▸ Available records

______

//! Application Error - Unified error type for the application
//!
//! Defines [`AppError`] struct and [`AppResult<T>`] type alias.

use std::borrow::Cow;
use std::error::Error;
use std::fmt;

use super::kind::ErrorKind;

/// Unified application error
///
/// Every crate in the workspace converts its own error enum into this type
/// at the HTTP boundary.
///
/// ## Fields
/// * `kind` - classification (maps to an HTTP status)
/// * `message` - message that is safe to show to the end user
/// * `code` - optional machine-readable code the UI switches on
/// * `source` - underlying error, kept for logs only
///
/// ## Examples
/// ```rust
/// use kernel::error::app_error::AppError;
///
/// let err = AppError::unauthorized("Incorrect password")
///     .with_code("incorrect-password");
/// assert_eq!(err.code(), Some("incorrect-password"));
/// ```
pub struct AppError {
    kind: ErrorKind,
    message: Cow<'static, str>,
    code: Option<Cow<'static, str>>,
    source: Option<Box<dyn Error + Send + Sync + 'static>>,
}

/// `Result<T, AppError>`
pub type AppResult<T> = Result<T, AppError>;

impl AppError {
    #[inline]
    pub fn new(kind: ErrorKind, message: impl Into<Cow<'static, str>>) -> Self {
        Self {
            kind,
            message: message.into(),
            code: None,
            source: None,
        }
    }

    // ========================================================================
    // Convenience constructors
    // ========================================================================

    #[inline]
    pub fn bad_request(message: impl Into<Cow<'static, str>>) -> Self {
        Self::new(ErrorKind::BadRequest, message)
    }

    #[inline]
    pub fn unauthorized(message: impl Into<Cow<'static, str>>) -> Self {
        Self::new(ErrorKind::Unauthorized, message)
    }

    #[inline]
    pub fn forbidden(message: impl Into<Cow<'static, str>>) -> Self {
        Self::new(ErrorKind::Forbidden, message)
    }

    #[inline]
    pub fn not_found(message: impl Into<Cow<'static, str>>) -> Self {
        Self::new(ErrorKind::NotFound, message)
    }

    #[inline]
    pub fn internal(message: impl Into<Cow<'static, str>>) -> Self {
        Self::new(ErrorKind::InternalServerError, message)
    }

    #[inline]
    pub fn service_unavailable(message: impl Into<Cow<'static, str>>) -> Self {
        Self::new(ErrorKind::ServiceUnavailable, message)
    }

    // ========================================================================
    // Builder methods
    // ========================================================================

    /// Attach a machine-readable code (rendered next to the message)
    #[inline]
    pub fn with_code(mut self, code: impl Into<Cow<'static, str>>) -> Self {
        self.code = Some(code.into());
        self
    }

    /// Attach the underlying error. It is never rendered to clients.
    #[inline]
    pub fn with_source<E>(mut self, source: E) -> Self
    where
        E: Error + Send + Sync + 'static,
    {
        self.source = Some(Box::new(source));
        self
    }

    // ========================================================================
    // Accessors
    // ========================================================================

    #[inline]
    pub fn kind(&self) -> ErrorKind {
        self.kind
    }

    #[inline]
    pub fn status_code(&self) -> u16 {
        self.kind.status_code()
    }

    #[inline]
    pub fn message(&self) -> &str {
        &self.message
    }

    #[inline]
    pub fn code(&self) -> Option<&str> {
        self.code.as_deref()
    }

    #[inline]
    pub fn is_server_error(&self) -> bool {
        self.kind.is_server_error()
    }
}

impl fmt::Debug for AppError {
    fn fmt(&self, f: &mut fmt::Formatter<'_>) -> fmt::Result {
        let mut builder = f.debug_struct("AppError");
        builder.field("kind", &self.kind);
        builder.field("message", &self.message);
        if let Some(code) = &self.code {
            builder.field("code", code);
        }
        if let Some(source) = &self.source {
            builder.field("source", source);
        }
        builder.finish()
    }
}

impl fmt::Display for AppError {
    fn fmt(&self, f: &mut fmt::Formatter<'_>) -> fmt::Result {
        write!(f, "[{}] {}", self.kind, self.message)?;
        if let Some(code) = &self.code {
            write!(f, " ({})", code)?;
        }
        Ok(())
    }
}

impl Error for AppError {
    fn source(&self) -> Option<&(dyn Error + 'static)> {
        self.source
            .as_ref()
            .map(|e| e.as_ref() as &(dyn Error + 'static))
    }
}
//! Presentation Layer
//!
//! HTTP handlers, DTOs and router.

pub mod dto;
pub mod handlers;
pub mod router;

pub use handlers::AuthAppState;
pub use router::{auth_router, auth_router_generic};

______

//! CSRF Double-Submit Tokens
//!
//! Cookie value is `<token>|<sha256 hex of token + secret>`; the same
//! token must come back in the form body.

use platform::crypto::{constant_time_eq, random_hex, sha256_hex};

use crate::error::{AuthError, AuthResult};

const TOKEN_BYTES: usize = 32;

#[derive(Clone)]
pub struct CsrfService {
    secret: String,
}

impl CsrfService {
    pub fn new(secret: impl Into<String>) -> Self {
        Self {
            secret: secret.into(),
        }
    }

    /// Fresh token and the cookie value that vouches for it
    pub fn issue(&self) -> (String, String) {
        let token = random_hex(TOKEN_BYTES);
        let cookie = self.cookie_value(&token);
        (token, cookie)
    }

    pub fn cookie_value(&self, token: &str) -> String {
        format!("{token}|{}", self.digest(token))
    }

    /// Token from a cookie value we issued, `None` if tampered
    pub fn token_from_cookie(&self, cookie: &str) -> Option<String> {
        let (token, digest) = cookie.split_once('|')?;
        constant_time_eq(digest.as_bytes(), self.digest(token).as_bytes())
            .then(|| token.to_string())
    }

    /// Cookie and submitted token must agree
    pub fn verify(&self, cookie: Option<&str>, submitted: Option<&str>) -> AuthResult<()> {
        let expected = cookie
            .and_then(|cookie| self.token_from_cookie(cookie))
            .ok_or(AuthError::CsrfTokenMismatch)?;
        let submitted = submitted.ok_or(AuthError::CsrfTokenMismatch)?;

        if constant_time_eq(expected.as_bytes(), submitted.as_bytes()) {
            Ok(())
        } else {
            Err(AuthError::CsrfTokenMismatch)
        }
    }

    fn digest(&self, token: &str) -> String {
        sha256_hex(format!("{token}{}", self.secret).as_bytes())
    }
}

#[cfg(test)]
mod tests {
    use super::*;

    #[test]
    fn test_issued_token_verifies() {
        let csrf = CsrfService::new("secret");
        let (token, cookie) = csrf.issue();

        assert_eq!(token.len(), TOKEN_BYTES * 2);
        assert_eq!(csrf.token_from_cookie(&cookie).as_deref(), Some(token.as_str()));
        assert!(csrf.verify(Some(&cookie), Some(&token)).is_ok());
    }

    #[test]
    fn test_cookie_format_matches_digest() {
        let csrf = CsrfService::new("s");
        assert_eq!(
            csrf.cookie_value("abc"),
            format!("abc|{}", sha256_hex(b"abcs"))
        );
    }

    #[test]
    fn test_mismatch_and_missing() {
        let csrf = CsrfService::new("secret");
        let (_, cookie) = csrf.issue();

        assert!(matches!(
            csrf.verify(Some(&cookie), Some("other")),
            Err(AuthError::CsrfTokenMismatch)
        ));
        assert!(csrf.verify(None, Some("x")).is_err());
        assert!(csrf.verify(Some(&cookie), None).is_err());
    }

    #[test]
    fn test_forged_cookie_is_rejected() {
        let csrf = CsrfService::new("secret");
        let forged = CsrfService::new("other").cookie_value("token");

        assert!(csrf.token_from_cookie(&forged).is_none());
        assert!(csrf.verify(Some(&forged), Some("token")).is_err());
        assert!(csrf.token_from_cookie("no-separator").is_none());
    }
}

______

▸ What to produce
Within these records, how many lines include the word "application"? The reply should be that number alone.

▸ Output below
2